• WORK REQUEST:
Return the records exactly, keeping every line as it is.

Dataset entries
========================

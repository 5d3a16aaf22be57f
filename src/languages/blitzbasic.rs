//! BlitzBasic (Blitz3D / BlitzPlus).
//!
//! Close kin of BlitzMax, but declarations annotate with `.Type` suffixes
//! instead of colons, and a handful of built-in functions double as word
//! operators.

use std::sync::LazyLock;

use super::{words, Language};
use crate::lexer::StateOp::{Pop, Push};
use crate::lexer::{StateTable, TableError};
use crate::token::TokenKind::*;

/// The BlitzBasic language definition.
pub static BLITZBASIC: LazyLock<Language> = LazyLock::new(|| Language {
    name: "BlitzBasic",
    aliases: &["blitzbasic", "b3d", "bplus"],
    filenames: &["*.bb", "*.decls"],
    mimetypes: &["text/x-bb"],
    table: table().expect("BlitzBasic table is validated by its tests"),
});

const NAME: &str = r"[a-z]\w*";
const SHORTHAND_TYPE: &str = r"@{1,2}|[#$%]";

// A name with an optional type annotation: sigil shorthand or `.Type`.
fn var_pattern() -> std::string::String {
    format!(r"({NAME})(?:([ \t]*)({SHORTHAND_TYPE})|([ \t]*)([.])([ \t]*)(?:({NAME})))?")
}

fn table() -> Result<StateTable, TableError> {
    let var_kinds = [
        NameVariable,
        Text,
        KeywordType,
        Text,
        Punctuation,
        Text,
        NameClass,
    ];

    StateTable::builder("root")
        .case_insensitive(true)
        .state("root", |s| {
            // Text
            s.rule(r"[ \t]+", Text);
            // Comments
            s.rule(r";.*?\n", CommentSingle);
            // Data types
            s.rule_to("\"", StringDouble, Push("string"));
            // Numbers
            s.rule(r"[0-9]+\.[0-9]*(?!\.)", NumberFloat);
            s.rule(r"\.[0-9]+(?!\.)", NumberFloat);
            s.rule(r"[0-9]+", NumberInteger);
            s.rule(r"\$[0-9a-f]+", NumberHex);
            s.rule(r"%[10]+", NumberBin);
            // Other
            s.rule(
                words(&[
                    "Shl", "Shr", "Sar", "Mod", "Or", "And", "Not", "Abs", "Sgn", "Handle", "Int",
                    "Float", "Str", "First", "Last", "Before", "After",
                ]),
                Operator,
            );
            s.rule(r"([+\-*/~=<>^])", Operator);
            s.rule(r"[(),:\[\]\\]", Punctuation);
            s.rule(format!(r"\.([ \t]*)({NAME})"), NameLabel);
            // Identifiers
            s.groups(
                format!(r"\b(New)\b([ \t]+)({NAME})"),
                &[KeywordReserved, Text, NameClass],
            );
            s.groups(
                format!(r"\b(Gosub|Goto)\b([ \t]+)({NAME})"),
                &[KeywordReserved, Text, NameLabel],
            );
            s.groups(
                format!(r"\b(Object)\b([ \t]*)([.])([ \t]*)({NAME})\b"),
                &[Operator, Text, Punctuation, Text, NameClass],
            );
            {
                let mut call_kinds = vec![NameFunction];
                call_kinds.extend(&var_kinds[1..]);
                call_kinds.extend([Text, Punctuation]);
                s.groups(format!(r"\b{}\b([ \t]*)(\()", var_pattern()), &call_kinds);
            }
            {
                let mut decl_kinds = vec![KeywordReserved, Text, NameFunction];
                decl_kinds.extend(&var_kinds[1..]);
                s.groups(
                    format!(r"\b(Function)\b([ \t]+){}", var_pattern()),
                    &decl_kinds,
                );
            }
            s.groups(
                format!(r"\b(Type)([ \t]+)({NAME})"),
                &[KeywordReserved, Text, NameClass],
            );
            // Keywords
            s.rule(r"\b(Pi|True|False|Null)\b", KeywordConstant);
            s.rule(r"\b(Local|Global|Const|Field|Dim)\b", KeywordDeclaration);
            s.rule(
                words(&[
                    "End", "Return", "Exit", "Chr", "Len", "Asc", "New", "Delete", "Insert",
                    "Include", "Function", "Type", "If", "Then", "Else", "ElseIf", "EndIf", "For",
                    "To", "Next", "Step", "Each", "While", "Wend", "Repeat", "Until", "Forever",
                    "Select", "Case", "Default", "Goto", "Gosub", "Data", "Read", "Restore",
                ]),
                KeywordReserved,
            );
            // Final resolve (for variable names and such)
            s.groups(var_pattern(), &var_kinds);
        })
        .state("string", |s| {
            s.rule(r#""""#, StringDouble);
            s.rule_to(r#""C?"#, StringDouble, Pop(1));
            s.rule(r#"[^"]+"#, StringDouble);
        })
        .build()
}

#[cfg(test)]
mod tests {
    use super::*;
    use crate::token::TokenKind;

    fn lex(source: &str) -> Vec<(TokenKind, &str)> {
        BLITZBASIC.tokenize(source).map(|t| (t.kind, t.text)).collect()
    }

    #[test]
    fn test_table_builds() {
        assert!(table().is_ok());
    }

    #[test]
    fn test_declaration_with_sigil() {
        assert_eq!(
            lex("Local n% = 10"),
            vec![
                (KeywordDeclaration, "Local"),
                (Text, " "),
                (NameVariable, "n"),
                (KeywordType, "%"),
                (Text, " "),
                (Operator, "="),
                (Text, " "),
                (NumberInteger, "10"),
            ]
        );
    }

    #[test]
    fn test_dotted_type_annotation() {
        assert_eq!(
            lex("p.Player"),
            vec![
                (NameVariable, "p"),
                (Punctuation, "."),
                (NameClass, "Player"),
            ]
        );
    }

    #[test]
    fn test_semicolon_comment() {
        assert_eq!(
            lex("; init\nx"),
            vec![(CommentSingle, "; init\n"), (NameVariable, "x")]
        );
    }

    #[test]
    fn test_numeric_literals() {
        assert_eq!(lex("$ff"), vec![(NumberHex, "$ff")]);
        assert_eq!(lex("%1100"), vec![(NumberBin, "%1100")]);
        assert_eq!(lex(".5")[0].0, NumberFloat);
    }

    #[test]
    fn test_builtin_word_operators() {
        assert_eq!(lex("Handle")[0].0, Operator);
        assert_eq!(lex("Sgn")[0].0, Operator);
    }

    #[test]
    fn test_goto_and_label() {
        assert_eq!(
            lex("Goto start"),
            vec![
                (KeywordReserved, "Goto"),
                (Text, " "),
                (NameLabel, "start"),
            ]
        );
        assert_eq!(lex(".start"), vec![(NameLabel, ".start")]);
    }

    #[test]
    fn test_object_cast() {
        assert_eq!(
            lex("Object.Enemy"),
            vec![
                (Operator, "Object"),
                (Punctuation, "."),
                (NameClass, "Enemy"),
            ]
        );
    }

    #[test]
    fn test_function_call_and_declaration() {
        assert_eq!(
            lex("dist(a)"),
            vec![
                (NameFunction, "dist"),
                (Punctuation, "("),
                (NameVariable, "a"),
                (Punctuation, ")"),
            ]
        );
        assert_eq!(
            lex("Function update()"),
            vec![
                (KeywordReserved, "Function"),
                (Text, " "),
                (NameFunction, "update"),
                (Punctuation, "("),
                (Punctuation, ")"),
            ]
        );
    }

    #[test]
    fn test_unterminated_string() {
        assert_eq!(
            lex("\"abc"),
            vec![(StringDouble, "\""), (StringDouble, "abc")]
        );
    }
}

========================

• RESPONSE:
repository 5d3a16aaf22be57f
filename src/languages/blitzbasic.rs
//! BlitzBasic (Blitz3D / BlitzPlus).
//!
//! Close kin of BlitzMax, but declarations annotate with `.Type` suffixes
//! instead of colons, and a handful of built-in functions double as word
//! operators.

use std::sync::LazyLock;

use super::{words, Language};
use crate::lexer::StateOp::{Pop, Push};
use crate::lexer::{StateTable, TableError};
use crate::token::TokenKind::*;

/// The BlitzBasic language definition.
pub static BLITZBASIC: LazyLock<Language> = LazyLock::new(|| Language {
    name: "BlitzBasic",
    aliases: &["blitzbasic", "b3d", "bplus"],
    filenames: &["*.bb", "*.decls"],
    mimetypes: &["text/x-bb"],
    table: table().expect("BlitzBasic table is validated by its tests"),
});

const NAME: &str = r"[a-z]\w*";
const SHORTHAND_TYPE: &str = r"@{1,2}|[#$%]";

// A name with an optional type annotation: sigil shorthand or `.Type`.
fn var_pattern() -> std::string::String {
    format!(r"({NAME})(?:([ \t]*)({SHORTHAND_TYPE})|([ \t]*)([.])([ \t]*)(?:({NAME})))?")
}

fn table() -> Result<StateTable, TableError> {
    let var_kinds = [
        NameVariable,
        Text,
        KeywordType,
        Text,
        Punctuation,
        Text,
        NameClass,
    ];

    StateTable::builder("root")
        .case_insensitive(true)
        .state("root", |s| {
            // Text
            s.rule(r"[ \t]+", Text);
            // Comments
            s.rule(r";.*?\n", CommentSingle);
            // Data types
            s.rule_to("\"", StringDouble, Push("string"));
            // Numbers
            s.rule(r"[0-9]+\.[0-9]*(?!\.)", NumberFloat);
            s.rule(r"\.[0-9]+(?!\.)", NumberFloat);
            s.rule(r"[0-9]+", NumberInteger);
            s.rule(r"\$[0-9a-f]+", NumberHex);
            s.rule(r"%[10]+", NumberBin);
            // Other
            s.rule(
                words(&[
                    "Shl", "Shr", "Sar", "Mod", "Or", "And", "Not", "Abs", "Sgn", "Handle", "Int",
                    "Float", "Str", "First", "Last", "Before", "After",
                ]),
                Operator,
            );
            s.rule(r"([+\-*/~=<>^])", Operator);
            s.rule(r"[(),:\[\]\\]", Punctuation);
            s.rule(format!(r"\.([ \t]*)({NAME})"), NameLabel);
            // Identifiers
            s.groups(
                format!(r"\b(New)\b([ \t]+)({NAME})"),
                &[KeywordReserved, Text, NameClass],
            );
            s.groups(
                format!(r"\b(Gosub|Goto)\b([ \t]+)({NAME})"),
                &[KeywordReserved, Text, NameLabel],
            );
            s.groups(
                format!(r"\b(Object)\b([ \t]*)([.])([ \t]*)({NAME})\b"),
                &[Operator, Text, Punctuation, Text, NameClass],
            );
            {
                let mut call_kinds = vec![NameFunction];
                call_kinds.extend(&var_kinds[1..]);
                call_kinds.extend([Text, Punctuation]);
                s.groups(format!(r"\b{}\b([ \t]*)(\()", var_pattern()), &call_kinds);
            }
            {
                let mut decl_kinds = vec![KeywordReserved, Text, NameFunction];
                decl_kinds.extend(&var_kinds[1..]);
                s.groups(
                    format!(r"\b(Function)\b([ \t]+){}", var_pattern()),
                    &decl_kinds,
                );
            }
            s.groups(
                format!(r"\b(Type)([ \t]+)({NAME})"),
                &[KeywordReserved, Text, NameClass],
            );
            // Keywords
            s.rule(r"\b(Pi|True|False|Null)\b", KeywordConstant);
            s.rule(r"\b(Local|Global|Const|Field|Dim)\b", KeywordDeclaration);
            s.rule(
                words(&[
                    "End", "Return", "Exit", "Chr", "Len", "Asc", "New", "Delete", "Insert",
                    "Include", "Function", "Type", "If", "Then", "Else", "ElseIf", "EndIf", "For",
                    "To", "Next", "Step", "Each", "While", "Wend", "Repeat", "Until", "Forever",
                    "Select", "Case", "Default", "Goto", "Gosub", "Data", "Read", "Restore",
                ]),
                KeywordReserved,
            );
            // Final resolve (for variable names and such)
            s.groups(var_pattern(), &var_kinds);
        })
        .state("string", |s| {
            s.rule(r#""""#, StringDouble);
            s.rule_to(r#""C?"#, StringDouble, Pop(1));
            s.rule(r#"[^"]+"#, StringDouble);
        })
        .build()
}

#[cfg(test)]
mod tests {
    use super::*;
    use crate::token::TokenKind;

    fn lex(source: &str) -> Vec<(TokenKind, &str)> {
        BLITZBASIC.tokenize(source).map(|t| (t.kind, t.text)).collect()
    }

    #[test]
    fn test_table_builds() {
        assert!(table().is_ok());
    }

    #[test]
    fn test_declaration_with_sigil() {
        assert_eq!(
            lex("Local n% = 10"),
            vec![
                (KeywordDeclaration, "Local"),
                (Text, " "),
                (NameVariable, "n"),
                (KeywordType, "%"),
                (Text, " "),
                (Operator, "="),
                (Text, " "),
                (NumberInteger, "10"),
            ]
        );
    }

    #[test]
    fn test_dotted_type_annotation() {
        assert_eq!(
            lex("p.Player"),
            vec![
                (NameVariable, "p"),
                (Punctuation, "."),
                (NameClass, "Player"),
            ]
        );
    }

    #[test]
    fn test_semicolon_comment() {
        assert_eq!(
            lex("; init\nx"),
            vec![(CommentSingle, "; init\n"), (NameVariable, "x")]
        );
    }

    #[test]
    fn test_numeric_literals() {
        assert_eq!(lex("$ff"), vec![(NumberHex, "$ff")]);
        assert_eq!(lex("%1100"), vec![(NumberBin, "%1100")]);
        assert_eq!(lex(".5")[0].0, NumberFloat);
    }

    #[test]
    fn test_builtin_word_operators() {
        assert_eq!(lex("Handle")[0].0, Operator);
        assert_eq!(lex("Sgn")[0].0, Operator);
    }

    #[test]
    fn test_goto_and_label() {
        assert_eq!(
            lex("Goto start"),
            vec![
                (KeywordReserved, "Goto"),
                (Text, " "),
                (NameLabel, "start"),
            ]
        );
        assert_eq!(lex(".start"), vec![(NameLabel, ".start")]);
    }

    #[test]
    fn test_object_cast() {
        assert_eq!(
            lex("Object.Enemy"),
            vec![
                (Operator, "Object"),
                (Punctuation, "."),
                (NameClass, "Enemy"),
            ]
        );
    }

    #[test]
    fn test_function_call_and_declaration() {
        assert_eq!(
            lex("dist(a)"),
            vec![
                (NameFunction, "dist"),
                (Punctuation, "("),
                (NameVariable, "a"),
                (Punctuation, ")"),
            ]
        );
        assert_eq!(
            lex("Function update()"),
            vec![
                (KeywordReserved, "Function"),
                (Text, " "),
                (NameFunction, "update"),
                (Punctuation, "("),
                (Punctuation, ")"),
            ]
        );
    }

    #[test]
    fn test_unterminated_string() {
        assert_eq!(
            lex("\"abc"),
            vec![(StringDouble, "\""), (StringDouble, "abc")]
        );
    }
}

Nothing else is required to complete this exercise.